On Nov. 2, Bloomberg reported that Bitcoin had officially achieved lower price volatility than Standard & Poor’s 500 Price Index, a collection of a large market capitalization companies that have traditionally been useful for gauging the health of the broader market. According to Bloomberg, the ten-day historical volatility for the index is hovering around 27, compared to 15.7 for that of Bitcoin. While Bitcoin managed to surpass tech stocks last week in terms of lowering relative price volatility, this week’s development is promising news for cryptocurrency advocates that are hoping for BTC to become a more viable source of digital tender. In addition, the dropping price volatility for Bitcoin–while only fleeting at present–combats one of the most common criticisms made against the currency by economists, predicting that few average consumers are willing to transact in a tender that fluctuates day to day in value.

According to the Bloomberg report,

“U.S. stocks resumed their slide Friday, ending a three-day advance amid renewed concern on trade. White House economic adviser Larry Kudlow earlier said he’s “not as optimistic” as he once was for a China trade deal, pouring cold water on a report that President Donald Trump has asked officials to draft terms for a deal with China’s Xi Jinping.”

While the traditional stock market has been on an almost unprecedented bullish run, analysts are beginning to turn sour on the prospective outlook. Two weeks ago JPMorgan published a model predicting a 60 percent chance of recession occurring by 2020, with that number climbing to 80 percent within the next three years. Tech stocks, which have historically outperformed the market over the last decade, are  now being hit the hardest in the subsequent market reversal, with even blue-chip stocks failing to inspire enough confidence in investors to stave off short term volatility.

While Bitcoin is down over 60 percent since achieving an all time high of $20,000 in December 2017, a bullish return for cryptocurrency could be on the horizon, particularly if the traditional stock market falters. The advent of a Bitcoin Exchange-Traded Fund, which is being eye for a launch in 2019, combined with the onset of institutional investing could be the catalyst to renew a bullish sentiment towards cryptocurrency. As stocks become a less attractive asset relative to cryptocurrency, the market for Bitcoin should receive the largest benefit.
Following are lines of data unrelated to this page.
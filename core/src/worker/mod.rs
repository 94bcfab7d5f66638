//! Out-of-process execution wrapper.
//!
//! A worker owns the single live engine and replays generate tasks against
//! it, streaming progress messages and a terminal payload back to the
//! caller. Two variants share this module's task processing: a cooperative
//! thread ([`ThreadWorker`]) and a separate OS process ([`ProcessWorker`]
//! driving the `backend` binary over stdio). Tasks are strictly FIFO;
//! progress messages always precede the terminal message of their task; a
//! failed task ends the worker loop (fail-stop, not fail-safe).

mod process;
mod thread;

#[cfg(test)]
mod tests_worker;

pub use process::ProcessWorker;
pub use thread::ThreadWorker;

use std::collections::HashMap;
use std::path::PathBuf;

use serde::{Deserialize, Serialize};
use thiserror::Error;
use tracing::info;

use crate::engine::{BuildError, EngineOptions, EntityMapEntry, GeomEngine};
use crate::entity::{EntityId, GeometryResult};
use crate::kernel::{MeshData, OccKernel};
use crate::objects::ObjectTable;
use crate::sequence::{run_sequence, Operation};

/// Messages on the result channel. For one task, any number of `Progress`
/// messages precede exactly one `Done` or `Failed`.
#[derive(Debug, Clone, PartialEq, Serialize, Deserialize)]
#[serde(rename_all = "snake_case")]
pub enum WorkerMessage {
    Progress(String),
    Done(Box<BuildOutput>),
    Failed(String),
}

/// Messages on the task channel. `Shutdown` is only honored between tasks.
#[derive(Debug, Clone, PartialEq, Serialize, Deserialize)]
#[serde(rename_all = "snake_case")]
pub enum Task {
    Generate(Box<GenerateTask>),
    Shutdown,
}

#[derive(Debug, Clone, PartialEq, Serialize, Deserialize)]
pub struct GenerateTask {
    pub model_name: String,
    pub steps: Vec<Operation>,
    /// Replay starts here; earlier steps are assumed already applied to the
    /// persisted table below.
    #[serde(default)]
    pub start_index: usize,
    /// Named-object table carried over from the previous task.
    #[serde(default)]
    pub objects: ObjectTable,
    /// Run the fragment + export + reload finalization pass.
    #[serde(default)]
    pub finalize: bool,
    /// Run the adaptive preview-mesh pipeline.
    #[serde(default)]
    pub preview_mesh: bool,
    /// Adjust engine options; the engine itself is built once per worker.
    #[serde(default)]
    pub options: Option<EngineOptions>,
}

/// Terminal payload of a successful task.
#[derive(Debug, Clone, Default, PartialEq, Serialize, Deserialize)]
pub struct BuildOutput {
    pub objects: ObjectTable,
    pub masked_vertices: Vec<EntityId>,
    pub brep_path: Option<PathBuf>,
    pub entity_map: Option<Vec<EntityMapEntry>>,
    pub mesh: Option<MeshData>,
}

/// Errors of the worker plumbing itself (not of the geometry build).
#[derive(Debug, Error)]
pub enum WorkerError {
    #[error("worker channel closed")]
    Disconnected,

    #[error("failed to spawn worker process: {0}")]
    Spawn(String),

    #[error("worker protocol error: {0}")]
    Protocol(String),

    #[error("worker i/o error: {0}")]
    Io(#[from] std::io::Error),
}

/// Flatten an error and its sources into the free-text form delivered with
/// a `Failed` message.
pub fn error_chain(err: &dyn std::error::Error) -> String {
    let mut out = err.to_string();
    let mut source = err.source();
    while let Some(cause) = source {
        out.push_str("\ncaused by: ");
        out.push_str(&cause.to_string());
        source = cause.source();
    }
    out
}

/// Process one generate task. The engine is constructed lazily exactly once
/// per worker lifetime; later tasks only adjust its options.
pub fn process_generate(
    engine_slot: &mut Option<GeomEngine>,
    kernel_factory: &mut dyn FnMut() -> Box<dyn OccKernel>,
    task: GenerateTask,
    emit: &mut dyn FnMut(WorkerMessage),
) -> Result<BuildOutput, BuildError> {
    let mut task = task;
    if let Some(options) = task.options.take() {
        match engine_slot.as_mut() {
            Some(engine) => engine.set_options(options),
            None => {
                *engine_slot = Some(GeomEngine::new(kernel_factory(), options, &task.model_name)?);
            }
        }
    }
    if engine_slot.is_none() {
        *engine_slot = Some(GeomEngine::new(
            kernel_factory(),
            EngineOptions::default(),
            &task.model_name,
        )?);
    }
    let Some(engine) = engine_slot.as_mut() else {
        return Err(BuildError::Unsupported("worker engine unavailable".into()));
    };

    let mut objects = task.objects;
    {
        let mut progress = |msg: &str| emit(WorkerMessage::Progress(msg.to_string()));
        run_sequence(
            engine,
            &mut objects,
            &task.steps,
            task.start_index,
            &mut progress,
        )?;
    }

    let (brep_path, entity_map) = if task.finalize {
        emit(WorkerMessage::Progress("finalizing model".to_string()));
        let (path, mapping) = engine.finalize(&task.model_name)?;
        remap_table(&mut objects, &mapping);
        (Some(path), Some(mapping))
    } else {
        (None, None)
    };

    let mesh = if task.preview_mesh {
        emit(WorkerMessage::Progress("generating preview mesh".to_string()));
        Some(engine.generate_preview_mesh()?)
    } else {
        None
    };

    info!(
        objects = objects.len(),
        finalized = brep_path.is_some(),
        meshed = mesh.is_some(),
        "generate task complete"
    );
    Ok(BuildOutput {
        masked_vertices: engine.masked_vertices().to_vec(),
        objects,
        brep_path,
        entity_map,
        mesh,
    })
}

/// Rewrite table entries through the renumbering mapping. Entries the
/// mapping does not cover are left untouched (the mapping is best effort).
fn remap_table(objects: &mut ObjectTable, mapping: &[EntityMapEntry]) {
    let by_dim: HashMap<(i32, i32), i32> = mapping
        .iter()
        .map(|m| ((m.dim, m.old_tag), m.new_tag))
        .collect();
    let remap_id = |id: EntityId| -> EntityId {
        match id.dim() {
            Some(dim) => match by_dim.get(&(dim, id.tag())) {
                Some(&new_tag) => match id {
                    EntityId::Vertex(_) => EntityId::Vertex(new_tag),
                    EntityId::Curve(_) => EntityId::Curve(new_tag),
                    EntityId::Surface(_) => EntityId::Surface(new_tag),
                    EntityId::Volume(_) => EntityId::Volume(new_tag),
                    other => other,
                },
                None => id,
            },
            None => id,
        }
    };
    let remapped: Vec<(String, GeometryResult)> = objects
        .iter()
        .map(|(key, result)| {
            let new = match *result {
                GeometryResult::Entity(id) => GeometryResult::Entity(remap_id(id)),
                GeometryResult::Polygon {
                    surface,
                    boundary,
                    mesh_size,
                } => GeometryResult::Polygon {
                    surface: remap_id(surface),
                    boundary,
                    mesh_size,
                },
            };
            (key.clone(), new)
        })
        .collect();
    for (key, result) in remapped {
        objects.insert(key, result);
    }
}
use std::collections::HashMap;

use crate::entity::{EntityId, GeometryResult};
use crate::kernel::{OccKernel, SessionKernel};

use super::{BuildError, EngineOptions, GeomEngine};

fn engine() -> GeomEngine {
    GeomEngine::new(
        Box::new(SessionKernel::new()),
        EngineOptions::default(),
        "test-model",
    )
    .expect("engine")
}

const UNIT_CUBE: [[f64; 3]; 8] = [
    [0.0, 0.0, 0.0],
    [1.0, 0.0, 0.0],
    [1.0, 1.0, 0.0],
    [0.0, 1.0, 0.0],
    [0.0, 0.0, 1.0],
    [1.0, 0.0, 1.0],
    [1.0, 1.0, 1.0],
    [0.0, 1.0, 1.0],
];

#[test]
fn point_cache_reuses_coincident_points() {
    let mut eng = engine();
    let a = eng.add_point([1.0, 2.0, 3.0], None, true).unwrap();
    let b = eng.add_point([1.0, 2.0, 3.0], None, true).unwrap();
    assert_eq!(a, b);
    assert_eq!(eng.masked_vertices(), &[a]);
    assert_eq!(eng.point_coordinates(a), Some([1.0, 2.0, 3.0]));
}

#[test]
fn helper_points_stay_out_of_the_masked_list() {
    let mut eng = engine();
    let shown = eng.add_point([0.0, 0.0, 0.0], None, true).unwrap();
    let _hidden = eng.add_point([5.0, 0.0, 0.0], None, false).unwrap();
    assert_eq!(eng.masked_vertices(), &[shown]);
}

#[test]
fn box_template_produces_the_fixed_topology() {
    let mut eng = engine();
    let volume = eng.add_box(&UNIT_CUBE, None).unwrap();
    assert!(matches!(volume, EntityId::Volume(_)));

    assert_eq!(eng.kernel.entities(Some(0)).unwrap().len(), 8);
    assert_eq!(eng.kernel.entities(Some(1)).unwrap().len(), 12);
    assert_eq!(eng.kernel.entities(Some(2)).unwrap().len(), 6);
    assert_eq!(eng.kernel.entities(Some(3)).unwrap().len(), 1);

    // Each face is bounded by 4 lines forming one closed cycle: every
    // vertex of the face appears on exactly two of its edges.
    let volume_dt = volume.to_dimtag().unwrap();
    let faces = eng.kernel.boundary(&[volume_dt]).unwrap();
    assert_eq!(faces.len(), 6);
    for face in faces {
        let edges = eng.kernel.boundary(&[face]).unwrap();
        assert_eq!(edges.len(), 4);
        let mut occurrences: HashMap<i32, usize> = HashMap::new();
        for edge in &edges {
            let ends = eng.kernel.boundary(&[*edge]).unwrap();
            assert_eq!(ends.len(), 2);
            for (_, p) in ends {
                *occurrences.entry(p).or_default() += 1;
            }
        }
        assert_eq!(occurrences.len(), 4);
        assert!(occurrences.values().all(|&n| n == 2));
    }

    let bbox = eng.bounding_box(Some(volume)).unwrap();
    assert_eq!(bbox.min, [0.0, 0.0, 0.0]);
    assert_eq!(bbox.max, [1.0, 1.0, 1.0]);
}

#[test]
fn rect_from_corner_and_edge_vectors() {
    let mut eng = engine();
    let surface = eng
        .add_rect([0.0, 0.0, 0.0], [1.0, 0.0, 0.0], [0.0, 1.0, 0.0])
        .unwrap();
    assert!(matches!(surface, EntityId::Surface(_)));
    let bbox = eng.bounding_box(Some(surface)).unwrap();
    assert_eq!(bbox.min, [0.0, 0.0, 0.0]);
    assert_eq!(bbox.max, [1.0, 1.0, 0.0]);
}

#[test]
fn rect_rejects_parallel_edge_vectors() {
    let mut eng = engine();
    let err = eng
        .add_rect([0.0, 0.0, 0.0], [1.0, 0.0, 0.0], [2.0, 0.0, 0.0])
        .unwrap_err();
    assert!(matches!(err, BuildError::Degenerate(_)));
}

#[test]
fn polygon_result_carries_surface_loop_and_size() {
    let mut eng = engine();
    let result = eng
        .add_polygon(
            &[
                [0.0, 0.0, 0.0],
                [2.0, 0.0, 0.0],
                [2.0, 1.0, 0.0],
                [0.0, 1.0, 0.0],
            ],
            Some(0.25),
        )
        .unwrap();
    let GeometryResult::Polygon {
        surface,
        boundary,
        mesh_size,
    } = result
    else {
        panic!("expected a polygon result");
    };
    assert!(matches!(surface, EntityId::Surface(_)));
    assert!(matches!(boundary, EntityId::CurveLoop(_)));
    assert_eq!(mesh_size, 0.25);
    assert_eq!(result.as_surface(), Some(surface));
}

#[test]
fn spline_through_coincident_points_is_rejected() {
    let mut eng = engine();
    let a = eng.add_point([0.0, 0.0, 0.0], None, true).unwrap();
    let b = eng.add_point([0.0, 0.0, 0.0], None, true).unwrap();
    let c = eng.add_point([1.0, 0.0, 0.0], None, true).unwrap();
    let err = eng.add_spline(&[a, b, c]).unwrap_err();
    assert!(matches!(err, BuildError::Degenerate(_)));
}

#[test]
fn ellipse_arc_resolves_its_extent_from_cached_coordinates() {
    let mut eng = engine();
    let start = eng.add_point([2.0, 0.0, 0.0], None, true).unwrap();
    let center = eng.add_point([0.0, 0.0, 0.0], None, true).unwrap();
    let end = eng.add_point([0.0, 1.0, 0.0], None, true).unwrap();
    let arc = eng.add_ellipse_arc(start, center, end).unwrap();
    let bbox = eng.bounding_box(Some(arc)).unwrap();
    assert_eq!(bbox.max[0], 2.0);
    assert_eq!(bbox.max[1], 1.0);
}

#[test]
fn solid_primitives_report_their_extents() {
    let mut eng = engine();
    let sphere = eng.add_sphere([1.0, 1.0, 1.0], 0.5).unwrap();
    let bbox = eng.bounding_box(Some(sphere)).unwrap();
    assert_eq!(bbox.min, [0.5, 0.5, 0.5]);
    assert_eq!(bbox.max, [1.5, 1.5, 1.5]);

    let cylinder = eng
        .add_cylinder([0.0, 0.0, 0.0], [0.0, 0.0, 2.0], 1.0)
        .unwrap();
    let bbox = eng.bounding_box(Some(cylinder)).unwrap();
    assert_eq!(bbox.min[2], -1.0);
    assert_eq!(bbox.max[2], 3.0);
}

#[test]
fn volume_from_explicit_shell() {
    let mut eng = engine();
    let volume = eng.add_box(&UNIT_CUBE, None).unwrap();
    // The shell route was exercised by the box; inverse removal with a
    // mixed-dimension keep set must fail cleanly.
    let surface = eng.kernel_entities(Some(2)).unwrap()[0];
    let err = eng.inverse_remove(&[volume, surface]).unwrap_err();
    assert!(matches!(err, BuildError::MixedDimensions(3, 2)));
}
In the interim, Bitcoin’s image continues to improve in light of the dropping price volatility. While current investors benefit the most from the wild price appreciation of Bitcoin, such as the bullish run to end 2017, BTC also benefits from low price volatility and periods of trading sideways. As a currency, the digital tender becomes more viable when the day to day price remains stable. As many economists have been quick to point out, the massive fluctuation in BTC valuation has made for an unattractive currency in the eyes of many consumers, therefore failing to fulfill its potential in transacting.